::: Recorded information :::
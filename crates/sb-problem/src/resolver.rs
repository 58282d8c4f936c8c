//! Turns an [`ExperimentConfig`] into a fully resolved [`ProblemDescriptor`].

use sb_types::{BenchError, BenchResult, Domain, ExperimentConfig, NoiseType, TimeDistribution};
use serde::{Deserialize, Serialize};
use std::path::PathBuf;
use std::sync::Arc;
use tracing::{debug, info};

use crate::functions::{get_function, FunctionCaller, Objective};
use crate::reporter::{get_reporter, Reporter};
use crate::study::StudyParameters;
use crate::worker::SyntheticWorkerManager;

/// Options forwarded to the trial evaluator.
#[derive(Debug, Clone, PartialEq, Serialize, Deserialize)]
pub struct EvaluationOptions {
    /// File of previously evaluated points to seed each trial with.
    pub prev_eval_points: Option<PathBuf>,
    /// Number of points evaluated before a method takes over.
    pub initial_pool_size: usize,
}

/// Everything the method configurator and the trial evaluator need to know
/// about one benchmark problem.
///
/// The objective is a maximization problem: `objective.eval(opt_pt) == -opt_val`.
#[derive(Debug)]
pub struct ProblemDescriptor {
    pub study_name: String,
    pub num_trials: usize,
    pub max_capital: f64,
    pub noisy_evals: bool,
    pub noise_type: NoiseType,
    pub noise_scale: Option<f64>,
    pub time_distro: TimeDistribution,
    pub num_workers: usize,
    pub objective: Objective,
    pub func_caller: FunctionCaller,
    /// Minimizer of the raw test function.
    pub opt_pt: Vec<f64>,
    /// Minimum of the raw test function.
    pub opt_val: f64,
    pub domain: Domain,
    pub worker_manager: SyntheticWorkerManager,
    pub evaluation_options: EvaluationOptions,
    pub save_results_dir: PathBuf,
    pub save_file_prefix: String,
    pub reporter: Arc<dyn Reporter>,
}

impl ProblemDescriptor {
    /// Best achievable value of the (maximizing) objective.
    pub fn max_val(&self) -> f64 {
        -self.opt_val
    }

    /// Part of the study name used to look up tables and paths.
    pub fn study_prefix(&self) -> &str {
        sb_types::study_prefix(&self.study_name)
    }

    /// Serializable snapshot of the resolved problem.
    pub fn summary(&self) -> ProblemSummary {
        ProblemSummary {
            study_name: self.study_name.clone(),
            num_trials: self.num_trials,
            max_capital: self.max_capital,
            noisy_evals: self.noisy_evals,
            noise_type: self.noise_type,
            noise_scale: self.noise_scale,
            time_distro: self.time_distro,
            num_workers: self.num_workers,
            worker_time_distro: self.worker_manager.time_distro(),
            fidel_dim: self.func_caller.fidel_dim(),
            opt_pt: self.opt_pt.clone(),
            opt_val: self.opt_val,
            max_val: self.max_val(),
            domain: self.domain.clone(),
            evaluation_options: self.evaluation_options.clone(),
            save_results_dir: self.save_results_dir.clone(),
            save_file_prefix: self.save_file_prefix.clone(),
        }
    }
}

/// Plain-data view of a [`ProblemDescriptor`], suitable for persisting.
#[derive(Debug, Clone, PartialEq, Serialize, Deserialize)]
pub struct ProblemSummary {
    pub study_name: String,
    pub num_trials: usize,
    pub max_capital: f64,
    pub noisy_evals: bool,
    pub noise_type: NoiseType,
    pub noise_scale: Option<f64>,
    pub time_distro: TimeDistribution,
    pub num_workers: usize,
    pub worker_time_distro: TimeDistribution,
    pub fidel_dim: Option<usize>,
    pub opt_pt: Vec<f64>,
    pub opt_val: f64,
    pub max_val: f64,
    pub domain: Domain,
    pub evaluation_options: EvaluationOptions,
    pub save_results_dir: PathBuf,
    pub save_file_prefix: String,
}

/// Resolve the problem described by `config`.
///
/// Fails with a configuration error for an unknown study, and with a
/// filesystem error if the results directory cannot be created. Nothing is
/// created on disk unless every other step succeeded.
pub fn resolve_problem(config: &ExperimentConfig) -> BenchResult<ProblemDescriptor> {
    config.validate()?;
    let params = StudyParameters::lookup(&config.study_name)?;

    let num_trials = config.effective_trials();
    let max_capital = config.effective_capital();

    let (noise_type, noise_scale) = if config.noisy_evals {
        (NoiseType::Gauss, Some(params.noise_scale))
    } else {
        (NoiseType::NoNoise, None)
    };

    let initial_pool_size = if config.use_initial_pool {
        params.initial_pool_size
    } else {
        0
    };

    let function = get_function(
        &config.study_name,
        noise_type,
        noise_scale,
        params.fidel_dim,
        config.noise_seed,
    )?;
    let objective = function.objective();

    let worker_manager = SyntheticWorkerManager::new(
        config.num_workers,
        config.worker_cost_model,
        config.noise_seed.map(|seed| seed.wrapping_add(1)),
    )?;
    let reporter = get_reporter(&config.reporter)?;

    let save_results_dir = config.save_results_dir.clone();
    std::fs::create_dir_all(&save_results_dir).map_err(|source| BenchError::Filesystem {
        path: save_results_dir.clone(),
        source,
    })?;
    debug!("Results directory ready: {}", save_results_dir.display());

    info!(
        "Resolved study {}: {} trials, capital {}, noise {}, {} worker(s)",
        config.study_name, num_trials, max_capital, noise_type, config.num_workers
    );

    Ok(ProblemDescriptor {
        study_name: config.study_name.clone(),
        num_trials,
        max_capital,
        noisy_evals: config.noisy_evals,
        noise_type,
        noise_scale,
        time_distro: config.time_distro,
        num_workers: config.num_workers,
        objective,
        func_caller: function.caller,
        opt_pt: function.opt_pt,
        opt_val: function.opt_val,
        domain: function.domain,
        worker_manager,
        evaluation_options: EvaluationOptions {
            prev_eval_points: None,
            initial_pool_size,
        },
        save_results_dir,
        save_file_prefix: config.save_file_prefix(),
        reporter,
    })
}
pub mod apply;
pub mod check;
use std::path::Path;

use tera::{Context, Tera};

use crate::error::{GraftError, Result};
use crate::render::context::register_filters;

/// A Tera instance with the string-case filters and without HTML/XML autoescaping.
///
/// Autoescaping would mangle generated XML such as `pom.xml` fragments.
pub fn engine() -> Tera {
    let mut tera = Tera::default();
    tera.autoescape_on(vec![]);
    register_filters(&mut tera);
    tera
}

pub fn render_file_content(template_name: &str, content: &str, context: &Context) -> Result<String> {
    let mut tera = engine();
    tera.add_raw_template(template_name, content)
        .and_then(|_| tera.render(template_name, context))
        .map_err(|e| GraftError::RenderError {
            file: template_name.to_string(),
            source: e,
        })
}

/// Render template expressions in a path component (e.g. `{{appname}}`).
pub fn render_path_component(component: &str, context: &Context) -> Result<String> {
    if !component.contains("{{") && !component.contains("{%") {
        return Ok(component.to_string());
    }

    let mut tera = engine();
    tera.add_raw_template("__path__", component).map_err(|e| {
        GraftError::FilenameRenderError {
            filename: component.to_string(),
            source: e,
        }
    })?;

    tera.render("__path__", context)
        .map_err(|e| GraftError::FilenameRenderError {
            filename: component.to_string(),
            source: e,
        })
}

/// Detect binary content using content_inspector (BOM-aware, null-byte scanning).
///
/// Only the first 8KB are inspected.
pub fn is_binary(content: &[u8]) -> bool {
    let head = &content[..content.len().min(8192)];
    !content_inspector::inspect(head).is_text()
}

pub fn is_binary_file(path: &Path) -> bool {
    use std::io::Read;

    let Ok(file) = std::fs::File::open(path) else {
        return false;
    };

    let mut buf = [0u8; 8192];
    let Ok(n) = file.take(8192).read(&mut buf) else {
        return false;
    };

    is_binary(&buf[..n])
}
:::
::: Recorded information :::
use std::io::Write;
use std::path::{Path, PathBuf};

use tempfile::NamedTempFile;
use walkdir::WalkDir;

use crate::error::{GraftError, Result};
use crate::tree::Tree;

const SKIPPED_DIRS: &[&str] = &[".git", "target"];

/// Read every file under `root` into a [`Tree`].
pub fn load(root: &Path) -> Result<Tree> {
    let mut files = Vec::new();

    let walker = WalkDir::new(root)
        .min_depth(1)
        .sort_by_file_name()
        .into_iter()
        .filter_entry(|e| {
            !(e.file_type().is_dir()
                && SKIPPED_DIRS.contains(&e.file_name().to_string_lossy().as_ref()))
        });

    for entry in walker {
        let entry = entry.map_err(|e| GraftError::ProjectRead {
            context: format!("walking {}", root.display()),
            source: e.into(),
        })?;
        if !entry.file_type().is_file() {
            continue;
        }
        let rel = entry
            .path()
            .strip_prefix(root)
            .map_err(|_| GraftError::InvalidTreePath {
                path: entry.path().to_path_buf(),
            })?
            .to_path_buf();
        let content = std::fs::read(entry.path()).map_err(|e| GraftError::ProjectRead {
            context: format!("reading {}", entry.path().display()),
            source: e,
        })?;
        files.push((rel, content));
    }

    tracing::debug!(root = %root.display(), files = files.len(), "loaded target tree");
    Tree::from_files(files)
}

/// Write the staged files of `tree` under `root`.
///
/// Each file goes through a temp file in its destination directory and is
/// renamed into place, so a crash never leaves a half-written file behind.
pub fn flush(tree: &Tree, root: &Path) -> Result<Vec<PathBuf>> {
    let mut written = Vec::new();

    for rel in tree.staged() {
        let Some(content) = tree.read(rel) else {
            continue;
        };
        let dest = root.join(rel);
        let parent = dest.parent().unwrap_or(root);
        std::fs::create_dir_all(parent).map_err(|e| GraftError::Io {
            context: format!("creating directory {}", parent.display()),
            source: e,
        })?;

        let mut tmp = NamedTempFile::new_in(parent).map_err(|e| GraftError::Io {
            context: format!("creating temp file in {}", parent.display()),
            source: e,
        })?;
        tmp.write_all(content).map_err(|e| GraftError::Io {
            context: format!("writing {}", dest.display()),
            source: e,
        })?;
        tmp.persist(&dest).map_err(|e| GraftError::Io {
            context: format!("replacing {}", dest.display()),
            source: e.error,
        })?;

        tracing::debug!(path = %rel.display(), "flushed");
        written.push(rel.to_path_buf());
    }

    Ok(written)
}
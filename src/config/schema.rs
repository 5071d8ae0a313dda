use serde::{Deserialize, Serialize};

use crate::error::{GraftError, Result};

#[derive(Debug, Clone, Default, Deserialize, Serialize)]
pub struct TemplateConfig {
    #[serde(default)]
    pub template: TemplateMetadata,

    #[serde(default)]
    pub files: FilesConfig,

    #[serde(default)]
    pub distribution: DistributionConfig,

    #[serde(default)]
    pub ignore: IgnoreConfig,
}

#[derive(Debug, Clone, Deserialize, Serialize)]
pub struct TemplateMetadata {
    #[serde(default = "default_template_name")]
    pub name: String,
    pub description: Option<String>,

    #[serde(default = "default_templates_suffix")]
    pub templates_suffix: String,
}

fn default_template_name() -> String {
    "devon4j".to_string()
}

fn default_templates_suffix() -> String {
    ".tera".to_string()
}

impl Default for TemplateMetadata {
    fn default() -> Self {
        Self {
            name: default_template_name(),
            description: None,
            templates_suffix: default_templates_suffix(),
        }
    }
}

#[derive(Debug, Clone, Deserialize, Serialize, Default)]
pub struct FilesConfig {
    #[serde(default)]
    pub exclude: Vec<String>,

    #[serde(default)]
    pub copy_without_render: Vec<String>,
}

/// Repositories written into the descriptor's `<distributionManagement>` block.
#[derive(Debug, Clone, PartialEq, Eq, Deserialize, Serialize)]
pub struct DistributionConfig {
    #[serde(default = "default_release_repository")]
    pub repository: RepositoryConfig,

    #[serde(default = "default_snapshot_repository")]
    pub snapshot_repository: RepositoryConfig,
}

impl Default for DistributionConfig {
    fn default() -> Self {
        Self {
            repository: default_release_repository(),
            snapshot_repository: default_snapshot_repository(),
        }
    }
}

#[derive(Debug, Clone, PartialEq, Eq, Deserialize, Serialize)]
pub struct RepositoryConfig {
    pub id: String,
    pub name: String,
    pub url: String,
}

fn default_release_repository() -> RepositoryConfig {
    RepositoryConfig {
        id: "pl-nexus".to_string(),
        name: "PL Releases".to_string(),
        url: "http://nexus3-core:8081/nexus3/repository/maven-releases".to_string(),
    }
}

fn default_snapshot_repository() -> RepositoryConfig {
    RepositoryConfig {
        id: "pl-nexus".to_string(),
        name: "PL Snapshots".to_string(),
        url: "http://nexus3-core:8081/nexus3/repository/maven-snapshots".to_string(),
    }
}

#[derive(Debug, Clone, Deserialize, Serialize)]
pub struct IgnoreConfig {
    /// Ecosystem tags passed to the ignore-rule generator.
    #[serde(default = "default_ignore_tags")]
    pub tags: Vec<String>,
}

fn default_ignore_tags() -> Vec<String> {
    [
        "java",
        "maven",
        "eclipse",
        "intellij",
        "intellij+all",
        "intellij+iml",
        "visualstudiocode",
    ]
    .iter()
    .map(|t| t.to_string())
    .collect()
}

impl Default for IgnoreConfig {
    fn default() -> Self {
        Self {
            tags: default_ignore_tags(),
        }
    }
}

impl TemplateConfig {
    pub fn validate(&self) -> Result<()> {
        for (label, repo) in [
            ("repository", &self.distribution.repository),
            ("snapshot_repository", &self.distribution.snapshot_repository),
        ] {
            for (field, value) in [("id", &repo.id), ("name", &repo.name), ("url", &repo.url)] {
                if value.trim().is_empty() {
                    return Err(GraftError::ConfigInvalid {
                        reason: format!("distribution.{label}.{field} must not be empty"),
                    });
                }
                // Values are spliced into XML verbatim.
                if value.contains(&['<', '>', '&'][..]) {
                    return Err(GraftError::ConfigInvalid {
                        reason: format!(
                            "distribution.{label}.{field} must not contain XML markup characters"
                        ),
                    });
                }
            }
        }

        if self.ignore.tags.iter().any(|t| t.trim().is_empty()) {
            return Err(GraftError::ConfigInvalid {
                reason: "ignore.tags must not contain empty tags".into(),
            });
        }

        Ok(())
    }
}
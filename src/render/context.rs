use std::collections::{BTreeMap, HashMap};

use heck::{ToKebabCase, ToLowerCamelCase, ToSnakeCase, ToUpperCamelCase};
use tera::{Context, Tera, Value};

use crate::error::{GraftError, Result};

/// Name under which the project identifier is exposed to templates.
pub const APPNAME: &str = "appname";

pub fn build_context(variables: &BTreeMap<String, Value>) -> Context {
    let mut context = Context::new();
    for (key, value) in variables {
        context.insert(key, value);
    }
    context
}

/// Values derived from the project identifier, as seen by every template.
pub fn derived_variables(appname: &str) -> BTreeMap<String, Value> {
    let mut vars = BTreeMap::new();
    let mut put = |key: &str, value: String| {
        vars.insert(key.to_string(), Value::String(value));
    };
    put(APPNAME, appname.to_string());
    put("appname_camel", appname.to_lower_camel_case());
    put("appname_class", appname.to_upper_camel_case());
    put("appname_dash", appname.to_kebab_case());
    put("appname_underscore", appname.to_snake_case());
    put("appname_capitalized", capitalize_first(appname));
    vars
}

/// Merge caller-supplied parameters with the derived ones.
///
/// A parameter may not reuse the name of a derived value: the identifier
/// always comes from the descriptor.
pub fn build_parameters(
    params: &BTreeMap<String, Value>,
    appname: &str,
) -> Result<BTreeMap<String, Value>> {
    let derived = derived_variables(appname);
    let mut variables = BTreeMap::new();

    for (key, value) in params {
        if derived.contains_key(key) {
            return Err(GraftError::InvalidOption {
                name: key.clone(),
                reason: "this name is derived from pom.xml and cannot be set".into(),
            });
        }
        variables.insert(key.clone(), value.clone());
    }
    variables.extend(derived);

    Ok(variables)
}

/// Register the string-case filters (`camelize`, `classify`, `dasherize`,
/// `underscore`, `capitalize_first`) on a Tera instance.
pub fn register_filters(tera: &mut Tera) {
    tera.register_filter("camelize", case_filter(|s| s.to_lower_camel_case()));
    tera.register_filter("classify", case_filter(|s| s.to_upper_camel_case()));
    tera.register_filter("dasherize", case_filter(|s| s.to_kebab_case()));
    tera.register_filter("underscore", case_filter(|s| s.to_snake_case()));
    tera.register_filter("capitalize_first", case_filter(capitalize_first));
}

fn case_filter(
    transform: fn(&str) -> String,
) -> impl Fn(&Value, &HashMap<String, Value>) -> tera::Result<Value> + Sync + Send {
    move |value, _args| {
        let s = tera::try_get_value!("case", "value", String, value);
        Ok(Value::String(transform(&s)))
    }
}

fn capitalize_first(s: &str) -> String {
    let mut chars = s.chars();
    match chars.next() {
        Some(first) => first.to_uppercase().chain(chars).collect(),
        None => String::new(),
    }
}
:::
Aim of the exercise: Exact duplication is required for the lines above, from the line that contains "filename crates/sb-problem/src/resolver.rs" to the line that contains "method takes over.", inclusive; omit all others.

Solution for this problem:
filename crates/sb-problem/src/resolver.rs
repository 58282d8c4f936c8c
//! Turns an [`ExperimentConfig`] into a fully resolved [`ProblemDescriptor`].

use sb_types::{BenchError, BenchResult, Domain, ExperimentConfig, NoiseType, TimeDistribution};
use serde::{Deserialize, Serialize};
use std::path::PathBuf;
use std::sync::Arc;
use tracing::{debug, info};

use crate::functions::{get_function, FunctionCaller, Objective};
use crate::reporter::{get_reporter, Reporter};
use crate::study::StudyParameters;
use crate::worker::SyntheticWorkerManager;

/// Options forwarded to the trial evaluator.
#[derive(Debug, Clone, PartialEq, Serialize, Deserialize)]
pub struct EvaluationOptions {
    /// File of previously evaluated points to seed each trial with.
    pub prev_eval_points: Option<PathBuf>,
    /// Number of points evaluated before a method takes over.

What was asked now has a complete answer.